In the Loremaster's Guide, it recommends going beyond the books and various adaptations in film when coming up with new locations, beings and creatures.

So, the challenge is introducing new elements drawn from the same sources so as to maintain a certain "feel".

I'm guessing that Tolkien drew from myths from Norse and Celtic (especially Irish and Welsh) sources.

With that in mind, I invite people to recommend things to incorporate into a Middle Earth campaign to keep it fresh and interesting.

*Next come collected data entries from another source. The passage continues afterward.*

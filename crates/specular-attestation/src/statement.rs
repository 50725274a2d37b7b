//! In-toto v1 statement envelope.

use serde::{Deserialize, Serialize};
use std::collections::BTreeMap;

pub const STATEMENT_TYPE: &str = "https://in-toto.io/Statement/v1";
pub const SLSA_PROVENANCE_PREDICATE_TYPE: &str = "https://slsa.dev/provenance/v1";

/// One attested artifact, identified by digest (never by mutable name alone).
#[derive(Debug, Clone, Serialize, Deserialize)]
pub struct Subject {
    pub name: String,
    pub digest: BTreeMap<String, String>,
}

/// An in-toto v1 Statement: a typed subject list plus an opaque predicate.
#[derive(Debug, Clone, Serialize, Deserialize)]
pub struct Statement {
    #[serde(rename = "_type")]
    pub statement_type: String,
    pub subject: Vec<Subject>,
    #[serde(rename = "predicateType")]
    pub predicate_type: String,
    pub predicate: serde_json::Value,
}

impl Statement {
    /// `bundle_digest` is the SHA-256 of the archive file itself (I5), not
    /// the manifest's integrity digest.
    pub fn new(bundle_id: &str, bundle_digest: &str, predicate_type: &str, predicate: serde_json::Value) -> Self {
        let mut digest = BTreeMap::new();
        digest.insert("sha256".to_string(), bundle_digest.trim_start_matches("sha256:").to_string());
        Self {
            statement_type: STATEMENT_TYPE.to_string(),
            subject: vec![Subject {
                name: bundle_id.to_string(),
                digest,
            }],
            predicate_type: predicate_type.to_string(),
            predicate,
        }
    }

    /// Canonical JSON bytes this statement is signed over.
    pub fn canonical_bytes(&self) -> serde_json::Result<Vec<u8>> {
        serde_json::to_vec(self)
    }

    /// Whether the statement's subject digest matches `bundle_digest` (I5).
    pub fn binds_digest(&self, bundle_digest: &str) -> bool {
        let expected = bundle_digest.trim_start_matches("sha256:");
        self.subject
            .iter()
            .any(|s| s.digest.get("sha256").map(|d| d.as_str()) == Some(expected))
    }
}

To get started here's one from Celtic myth:

Merrows

Spirits from watery domains who are usually monstrous in appearance but can take on a beautiful guise to entice or befriend mortals (for reasons good or ill). Gentle by nature, they often fall in love with mortal men and women (probably because they find their own true appearances repugnant; their illusions do not work on their own kind).

However, like many magical peoples of Middle Earth, they are easily tainted by the Shadow. Many have allied themselves with the Enemy and use their abilities for cruel and malevolent purposes. The fishers of Laketown especially are affected; the Master has made proclamations to all to not linger near the deepest parts of the lake lest they too vanish beneath the cold dark waters...

(Notes: traditionally only the males are ugly and females beautiful, but I thought I'd change things up a bit to give a chance for female PCs to get entranced by gorgeous "water elf dudes").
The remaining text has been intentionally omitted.